What to produce - Every entry needs to be printed exactly, please.

___ Data excerpts

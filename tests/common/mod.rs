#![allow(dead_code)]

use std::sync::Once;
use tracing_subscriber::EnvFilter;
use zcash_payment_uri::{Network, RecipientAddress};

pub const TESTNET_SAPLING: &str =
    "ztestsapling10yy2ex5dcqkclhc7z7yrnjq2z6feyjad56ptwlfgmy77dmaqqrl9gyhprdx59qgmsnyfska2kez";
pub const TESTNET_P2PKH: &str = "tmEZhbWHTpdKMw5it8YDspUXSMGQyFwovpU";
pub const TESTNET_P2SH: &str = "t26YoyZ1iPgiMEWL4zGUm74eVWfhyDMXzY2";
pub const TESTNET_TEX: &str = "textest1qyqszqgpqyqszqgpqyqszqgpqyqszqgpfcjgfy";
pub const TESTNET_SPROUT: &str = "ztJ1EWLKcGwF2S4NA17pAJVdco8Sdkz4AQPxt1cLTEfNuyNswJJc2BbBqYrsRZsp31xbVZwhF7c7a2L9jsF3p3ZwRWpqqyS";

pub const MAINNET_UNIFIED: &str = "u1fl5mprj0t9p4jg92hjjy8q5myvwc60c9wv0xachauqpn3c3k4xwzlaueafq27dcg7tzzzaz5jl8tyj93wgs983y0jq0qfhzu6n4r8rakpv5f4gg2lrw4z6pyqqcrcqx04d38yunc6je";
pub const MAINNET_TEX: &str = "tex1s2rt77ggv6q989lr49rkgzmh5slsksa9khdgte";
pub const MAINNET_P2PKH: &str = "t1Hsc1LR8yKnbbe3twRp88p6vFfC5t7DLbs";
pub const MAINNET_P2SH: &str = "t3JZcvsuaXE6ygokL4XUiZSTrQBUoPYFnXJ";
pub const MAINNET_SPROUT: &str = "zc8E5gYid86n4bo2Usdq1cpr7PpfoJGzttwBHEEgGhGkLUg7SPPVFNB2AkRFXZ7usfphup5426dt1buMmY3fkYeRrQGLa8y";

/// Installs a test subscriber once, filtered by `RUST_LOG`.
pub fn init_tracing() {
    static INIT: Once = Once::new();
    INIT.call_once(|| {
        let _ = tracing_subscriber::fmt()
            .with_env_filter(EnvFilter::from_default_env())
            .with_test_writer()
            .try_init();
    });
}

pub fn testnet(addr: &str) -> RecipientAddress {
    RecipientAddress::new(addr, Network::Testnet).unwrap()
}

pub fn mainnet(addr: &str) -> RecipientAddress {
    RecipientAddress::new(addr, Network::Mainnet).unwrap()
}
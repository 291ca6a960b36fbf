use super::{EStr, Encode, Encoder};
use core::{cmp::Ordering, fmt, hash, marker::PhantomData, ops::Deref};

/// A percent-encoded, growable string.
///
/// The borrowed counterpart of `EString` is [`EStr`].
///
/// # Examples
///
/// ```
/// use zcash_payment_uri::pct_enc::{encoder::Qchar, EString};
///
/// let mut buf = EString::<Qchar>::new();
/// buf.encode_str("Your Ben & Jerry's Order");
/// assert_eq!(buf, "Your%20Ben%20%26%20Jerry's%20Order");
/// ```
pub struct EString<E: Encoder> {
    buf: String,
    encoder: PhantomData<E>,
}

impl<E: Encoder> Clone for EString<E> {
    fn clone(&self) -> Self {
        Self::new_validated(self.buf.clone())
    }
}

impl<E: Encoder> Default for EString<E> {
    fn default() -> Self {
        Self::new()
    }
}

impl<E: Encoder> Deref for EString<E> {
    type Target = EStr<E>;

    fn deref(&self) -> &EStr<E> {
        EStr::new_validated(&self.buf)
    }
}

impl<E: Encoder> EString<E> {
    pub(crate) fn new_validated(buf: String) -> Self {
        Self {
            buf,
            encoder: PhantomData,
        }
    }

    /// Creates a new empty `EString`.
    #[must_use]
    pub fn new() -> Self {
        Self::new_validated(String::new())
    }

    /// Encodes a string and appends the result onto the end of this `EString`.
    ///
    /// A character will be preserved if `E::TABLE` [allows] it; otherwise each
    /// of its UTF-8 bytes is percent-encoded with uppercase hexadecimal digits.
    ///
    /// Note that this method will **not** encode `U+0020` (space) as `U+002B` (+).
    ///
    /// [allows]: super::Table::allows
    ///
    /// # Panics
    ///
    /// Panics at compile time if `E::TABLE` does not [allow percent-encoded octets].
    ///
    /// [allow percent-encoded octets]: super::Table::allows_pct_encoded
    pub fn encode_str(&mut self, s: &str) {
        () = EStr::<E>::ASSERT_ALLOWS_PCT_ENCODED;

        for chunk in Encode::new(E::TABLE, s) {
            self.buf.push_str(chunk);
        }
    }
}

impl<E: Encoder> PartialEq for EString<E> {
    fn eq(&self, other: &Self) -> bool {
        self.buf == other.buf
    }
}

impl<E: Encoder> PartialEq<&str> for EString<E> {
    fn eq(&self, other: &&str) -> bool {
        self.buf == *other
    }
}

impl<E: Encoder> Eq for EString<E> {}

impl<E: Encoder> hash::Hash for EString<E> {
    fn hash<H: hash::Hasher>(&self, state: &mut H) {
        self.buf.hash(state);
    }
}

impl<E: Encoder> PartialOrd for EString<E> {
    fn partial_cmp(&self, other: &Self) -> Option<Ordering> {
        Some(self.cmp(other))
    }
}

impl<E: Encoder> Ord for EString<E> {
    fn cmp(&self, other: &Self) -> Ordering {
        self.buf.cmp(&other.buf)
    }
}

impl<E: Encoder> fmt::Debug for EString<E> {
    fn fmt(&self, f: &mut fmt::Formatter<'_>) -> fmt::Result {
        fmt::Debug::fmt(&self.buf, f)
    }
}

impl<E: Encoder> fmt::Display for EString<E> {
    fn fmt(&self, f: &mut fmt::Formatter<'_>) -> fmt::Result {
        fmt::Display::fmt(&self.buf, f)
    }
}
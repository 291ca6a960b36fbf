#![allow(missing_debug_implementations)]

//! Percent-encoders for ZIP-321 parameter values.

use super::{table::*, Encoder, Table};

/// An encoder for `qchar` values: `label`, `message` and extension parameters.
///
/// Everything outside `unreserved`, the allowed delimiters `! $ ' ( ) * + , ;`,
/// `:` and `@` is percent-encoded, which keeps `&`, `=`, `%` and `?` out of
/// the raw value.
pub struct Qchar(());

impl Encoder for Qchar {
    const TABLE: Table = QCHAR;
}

______

Solution to this exercise -
filename tests/common/mod.rs
#![allow(dead_code)]

use std::sync::Once;
use tracing_subscriber::EnvFilter;
use zcash_payment_uri::{Network, RecipientAddress};

pub const TESTNET_SAPLING: &str =
    "ztestsapling10yy2ex5dcqkclhc7z7yrnjq2z6feyjad56ptwlfgmy77dmaqqrl9gyhprdx59qgmsnyfska2kez";
pub const TESTNET_P2PKH: &str = "tmEZhbWHTpdKMw5it8YDspUXSMGQyFwovpU";
pub const TESTNET_P2SH: &str = "t26YoyZ1iPgiMEWL4zGUm74eVWfhyDMXzY2";
pub const TESTNET_TEX: &str = "textest1qyqszqgpqyqszqgpqyqszqgpqyqszqgpfcjgfy";
pub const TESTNET_SPROUT: &str = "ztJ1EWLKcGwF2S4NA17pAJVdco8Sdkz4AQPxt1cLTEfNuyNswJJc2BbBqYrsRZsp31xbVZwhF7c7a2L9jsF3p3ZwRWpqqyS";

pub const MAINNET_UNIFIED: &str = "u1fl5mprj0t9p4jg92hjjy8q5myvwc60c9wv0xachauqpn3c3k4xwzlaueafq27dcg7tzzzaz5jl8tyj93wgs983y0jq0qfhzu6n4r8rakpv5f4gg2lrw4z6pyqqcrcqx04d38yunc6je";
pub const MAINNET_TEX: &str = "tex1s2rt77ggv6q989lr49rkgzmh5slsksa9khdgte";
pub const MAINNET_P2PKH: &str = "t1Hsc1LR8yKnbbe3twRp88p6vFfC5t7DLbs";
pub const MAINNET_P2SH: &str = "t3JZcvsuaXE6ygokL4XUiZSTrQBUoPYFnXJ";
pub const MAINNET_SPROUT: &str = "zc8E5gYid86n4bo2Usdq1cpr7PpfoJGzttwBHEEgGhGkLUg7SPPVFNB2AkRFXZ7usfphup5426dt1buMmY3fkYeRrQGLa8y";

/// Installs a test subscriber once, filtered by `RUST_LOG`.
pub fn init_tracing() {
    static INIT: Once = Once::new();
    INIT.call_once(|| {
        let _ = tracing_subscriber::fmt()
            .with_env_filter(EnvFilter::from_default_env())
            .with_test_writer()
            .try_init();
    });
}

pub fn testnet(addr: &str) -> RecipientAddress {
    RecipientAddress::new(addr, Network::Testnet).unwrap()
}

pub fn mainnet(addr: &str) -> RecipientAddress {
    RecipientAddress::new(addr, Network::Mainnet).unwrap()
}
repository 291ca6a960b36fbf
use super::{EStr, Encode, Encoder};
use core::{cmp::Ordering, fmt, hash, marker::PhantomData, ops::Deref};

/// A percent-encoded, growable string.
///
/// The borrowed counterpart of `EString` is [`EStr`].
///
/// # Examples
///
/// ```
/// use zcash_payment_uri::pct_enc::{encoder::Qchar, EString};
///
/// let mut buf = EString::<Qchar>::new();
/// buf.encode_str("Your Ben & Jerry's Order");
/// assert_eq!(buf, "Your%20Ben%20%26%20Jerry's%20Order");
/// ```
pub struct EString<E: Encoder> {
    buf: String,
    encoder: PhantomData<E>,
}

impl<E: Encoder> Clone for EString<E> {
    fn clone(&self) -> Self {
        Self::new_validated(self.buf.clone())
    }
}

impl<E: Encoder> Default for EString<E> {
    fn default() -> Self {
        Self::new()
    }
}

impl<E: Encoder> Deref for EString<E> {
    type Target = EStr<E>;

    fn deref(&self) -> &EStr<E> {
        EStr::new_validated(&self.buf)
    }
}

impl<E: Encoder> EString<E> {
    pub(crate) fn new_validated(buf: String) -> Self {
        Self {
            buf,
            encoder: PhantomData,
        }
    }

    /// Creates a new empty `EString`.
    #[must_use]
    pub fn new() -> Self {
        Self::new_validated(String::new())
    }

    /// Encodes a string and appends the result onto the end of this `EString`.
    ///
    /// A character will be preserved if `E::TABLE` [allows] it; otherwise each
    /// of its UTF-8 bytes is percent-encoded with uppercase hexadecimal digits.
    ///
    /// Note that this method will **not** encode `U+0020` (space) as `U+002B` (+).
    ///
    /// [allows]: super::Table::allows
    ///
    /// # Panics
    ///
    /// Panics at compile time if `E::TABLE` does not [allow percent-encoded octets].
    ///
    /// [allow percent-encoded octets]: super::Table::allows_pct_encoded
    pub fn encode_str(&mut self, s: &str) {
        () = EStr::<E>::ASSERT_ALLOWS_PCT_ENCODED;

        for chunk in Encode::new(E::TABLE, s) {
            self.buf.push_str(chunk);
        }
    }
}

impl<E: Encoder> PartialEq for EString<E> {
    fn eq(&self, other: &Self) -> bool {
        self.buf == other.buf
    }
}

impl<E: Encoder> PartialEq<&str> for EString<E> {
    fn eq(&self, other: &&str) -> bool {
        self.buf == *other
    }
}

impl<E: Encoder> Eq for EString<E> {}

impl<E: Encoder> hash::Hash for EString<E> {
    fn hash<H: hash::Hasher>(&self, state: &mut H) {
        self.buf.hash(state);
    }
}

impl<E: Encoder> PartialOrd for EString<E> {
    fn partial_cmp(&self, other: &Self) -> Option<Ordering> {
        Some(self.cmp(other))
    }
}

impl<E: Encoder> Ord for EString<E> {
    fn cmp(&self, other: &Self) -> Ordering {
        self.buf.cmp(&other.buf)
    }
}

impl<E: Encoder> fmt::Debug for EString<E> {
    fn fmt(&self, f: &mut fmt::Formatter<'_>) -> fmt::Result {
        fmt::Debug::fmt(&self.buf, f)
    }
}

impl<E: Encoder> fmt::Display for EString<E> {
    fn fmt(&self, f: &mut fmt::Formatter<'_>) -> fmt::Result {
        fmt::Display::fmt(&self.buf, f)
    }
}
repository 291ca6a960b36fbf
#![allow(missing_debug_implementations)]

//! Percent-encoders for ZIP-321 parameter values.

use super::{table::*, Encoder, Table};

/// An encoder for `qchar` values: `label`, `message` and extension parameters.
///
/// Everything outside `unreserved`, the allowed delimiters `! $ ' ( ) * + , ;`,
/// `:` and `@` is percent-encoded, which keeps `&`, `=`, `%` and `?` out of
/// the raw value.
pub struct Qchar(());

impl Encoder for Qchar {
    const TABLE: Table = QCHAR;
}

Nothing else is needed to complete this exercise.